On the other hand, community attendings may get to spend more time with you so may be able to write better LORs overall.
 
Err, just want to mention I am speaking theoretically, I've no personal experience with rotations yet. It seems (from what people say) that you get to do and learn more since you have more hands of experience, but maybe it's not as good in terms of career planning (not saying one is prohibitive one way or another)?
 
I'm going to further stir the pot with my personal conundrum. The caveat here is that unles something surprising happens, I'm going with the academic center over the community hospital. But I will present my case for the community hospital, since I felt strongly about it for a while too.

In my schools specific case the community hospital was actually a system of three community hospitals you bounced between (all very close, so geography wasnt an issue). This community hospital system was run by a DME who was extremely well known (head of trauma for columbia, published multiple books, one of Obama's two personal doctors when he is in NYC) who decided to primarily practice out of the hospital closest to his home in North Jersey. He *is* the selling point of this place.

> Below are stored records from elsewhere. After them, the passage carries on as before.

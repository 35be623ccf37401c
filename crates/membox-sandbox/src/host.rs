//! Host-side management of isolated worker processes.
//!
//! Spawns `membox-worker` with a clean environment, sends one Execute
//! message over length-delimited JSON IPC (stdin/stdout), and reads log
//! frames until the Complete frame arrives. The worker's stderr is
//! collected so a crashed worker can be diagnosed from the outcome.

use std::path::PathBuf;
use std::time::Duration;

use tokio::io::{AsyncReadExt, BufReader};
use tokio::process::Command;

use crate::error::SandboxError;
use crate::ipc::{
    read_message_with_limit, write_message, ChildMessage, ParentMessage, Prelude, WorkerConfig,
};
use crate::request::ExecutionOutcome;

/// Environment variable naming the worker binary (absolute path).
pub const WORKER_BIN_ENV: &str = "MEMBOX_WORKER_BIN";

const WORKER_BIN_NAME: &str = "membox-worker";

/// Execute one snippet in an isolated worker process.
///
/// The worker enforces the execution timeout itself so it can report a
/// clean timeout outcome; the host grants a two second grace on top and
/// kills the worker if even that elapses.
pub(crate) async fn execute_in_child(
    code: &str,
    preludes: &[Prelude],
    config: &WorkerConfig,
) -> Result<ExecutionOutcome, SandboxError> {
    let worker_bin = find_worker_binary()?;
    let timeout = Duration::from_millis(config.timeout_ms);

    let mut child = Command::new(&worker_bin)
        .stdin(std::process::Stdio::piped())
        .stdout(std::process::Stdio::piped())
        .stderr(std::process::Stdio::piped())
        .env_clear()
        .kill_on_drop(true)
        .spawn()
        .map_err(|e| {
            SandboxError::Worker(anyhow::anyhow!(
                "failed to spawn worker at {}: {}",
                worker_bin.display(),
                e
            ))
        })?;

    let mut child_stdin = child
        .stdin
        .take()
        .ok_or_else(|| SandboxError::Worker(anyhow::anyhow!("no stdin on child")))?;
    let child_stdout = child
        .stdout
        .take()
        .ok_or_else(|| SandboxError::Worker(anyhow::anyhow!("no stdout on child")))?;
    let mut child_stdout = BufReader::new(child_stdout);
    let mut child_stderr = child
        .stderr
        .take()
        .ok_or_else(|| SandboxError::Worker(anyhow::anyhow!("no stderr on child")))?;

    let stderr_task = tokio::spawn(async move {
        let mut buf = String::new();
        let _ = child_stderr.read_to_string(&mut buf).await;
        buf
    });

    let execute_msg = ParentMessage::Execute {
        code: code.to_string(),
        preludes: preludes.to_vec(),
        config: config.clone(),
    };
    write_message(&mut child_stdin, &execute_msg)
        .await
        .map_err(SandboxError::Channel)?;

    let max_ipc = config.max_ipc_message_size;
    let read_result = tokio::time::timeout(
        timeout + Duration::from_secs(2),
        read_until_complete(&mut child_stdout, max_ipc),
    )
    .await;

    match read_result {
        Ok(Ok(Some((locals, error)))) => {
            let _ = child.wait().await;
            Ok(ExecutionOutcome { locals, error })
        }
        Ok(Ok(None)) => {
            // EOF without a Complete frame. The exit status tells us whether
            // the worker crashed or just misbehaved.
            let status = child
                .wait()
                .await
                .map_err(|e| SandboxError::Worker(anyhow::anyhow!("wait on worker failed: {e}")))?;
            let stderr = stderr_task.await.unwrap_or_default();
            if status.success() {
                return Err(SandboxError::Decode(
                    "worker exited without a result payload".to_string(),
                ));
            }
            let detail = if stderr.trim().is_empty() {
                format!("worker exited with status {status}")
            } else {
                stderr.trim().to_string()
            };
            tracing::warn!(%status, "sandbox worker exited abnormally");
            Ok(ExecutionOutcome::infrastructure(format!(
                "Sandbox worker failed: {detail}"
            )))
        }
        Ok(Err(e)) => {
            let _ = child.kill().await;
            Err(SandboxError::Channel(e))
        }
        Err(_elapsed) => {
            // The worker missed its own deadline and the grace period.
            let _ = child.kill().await;
            Ok(ExecutionOutcome::infrastructure(format!(
                "TimeoutError: Code execution exceeded {} seconds.",
                crate::executor::format_timeout(config.timeout_ms)
            )))
        }
    }
}

/// Read child frames until Complete; forward Log frames to tracing.
/// Returns `None` on EOF before a Complete frame.
async fn read_until_complete(
    child_stdout: &mut BufReader<tokio::process::ChildStdout>,
    max_ipc: usize,
) -> Result<
    Option<(Option<std::collections::BTreeMap<String, serde_json::Value>>, String)>,
    std::io::Error,
> {
    loop {
        let msg: Option<ChildMessage> = read_message_with_limit(child_stdout, max_ipc).await?;
        match msg {
            Some(ChildMessage::Complete { locals, error }) => return Ok(Some((locals, error))),
            Some(ChildMessage::Log { message }) => {
                tracing::info!(target: "membox::sandbox::worker", "{}", message);
            }
            None => return Ok(None),
        }
    }
}

/// Find the `membox-worker` binary.
///
/// Search order:
/// 1. `MEMBOX_WORKER_BIN` environment variable (must be an absolute path)
/// 2. Same directory as the current executable
/// 3. Parent of that directory (test binaries live in `target/debug/deps/`)
///
/// On Unix, rejects world-writable binaries (mode & 0o002 != 0).
fn find_worker_binary() -> Result<PathBuf, SandboxError> {
    if let Ok(path) = std::env::var(WORKER_BIN_ENV) {
        let p = PathBuf::from(&path);
        if !p.is_absolute() {
            return Err(SandboxError::Worker(anyhow::anyhow!(
                "{WORKER_BIN_ENV} must be an absolute path, got: {path}"
            )));
        }
        if p.exists() {
            validate_binary_permissions(&p)?;
            return Ok(p);
        }
    }

    if let Ok(exe) = std::env::current_exe() {
        if let Some(dir) = exe.parent() {
            let worker = dir.join(WORKER_BIN_NAME);
            if worker.exists() {
                validate_binary_permissions(&worker)?;
                return Ok(worker);
            }
            if let Some(parent) = dir.parent() {
                let worker = parent.join(WORKER_BIN_NAME);
                if worker.exists() {
                    validate_binary_permissions(&worker)?;
                    return Ok(worker);
                }
            }
        }
    }

    Err(SandboxError::Worker(anyhow::anyhow!(
        "{WORKER_BIN_NAME} binary not found. Set {WORKER_BIN_ENV} or install it alongside the host"
    )))
}

/// Validate binary file permissions (Unix only).
///
/// Rejects world-writable binaries to prevent substitution attacks.
fn validate_binary_permissions(_path: &std::path::Path) -> Result<(), SandboxError> {
    #[cfg(unix)]
    {
        use std::os::unix::fs::PermissionsExt;
        let metadata = std::fs::metadata(_path).map_err(|e| {
            SandboxError::Worker(anyhow::anyhow!(
                "cannot read metadata for {}: {}",
                _path.display(),
                e
            ))
        })?;
        let mode = metadata.permissions().mode();
        if mode & 0o002 != 0 {
            return Err(SandboxError::Worker(anyhow::anyhow!(
                "insecure permissions on worker binary {}: mode {:o} is world-writable",
                _path.display(),
                mode,
            )));
        }
    }
    Ok(())
}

So anyway the deal at this community hospital is that he takes you under his wing for surgery and has equally dedicated people for IM who teach you everything. You get to be first assist on every procedure he does surgically and get to be hands on with everything that comes in to the IM dept. He admits that his ER/OBGYN/Psych/etc are not as teaching oriented as a teaching hospital would be, but you'll still learn tons by finding a doc you like and making sure you're around when he's in. And the community hospitals aren't out in the middle of nowhere. They are feeders to all the NYC mega-hospitals, so the obscure pathology that shows up there starts at these hospitals before being transferred up.

Is it worth it now to ditch the resident driven system to be able to get massive hand-on experience during the 4 months of surgery and IM when you'll be doing stuff that 2nd and 3rd year residents only begin to do (I've heard some impressive specifics, including cutting). And add in that you can probably rely on him to write you a LOR with his name weight behind it. Is it worth the loss of residents to get that hands on experience you can turn aroudn in later rotations at other sites to show the skills you have and impress?

note: I am choosing to still have residents. But I still believe fully in what i said above. I just realized one of our sites was a level I trauma center, so being a student there, even if I can't touch, would give me the trauma experience I want guaranteed. And thats something I want to get into... so... yea. An "x" factor sold me elsewhere, despite the community hospital having that amazing surgery experience.
 
Academic center complete with residency programs, fellowship trained specialists, and the local big names in their respective fields.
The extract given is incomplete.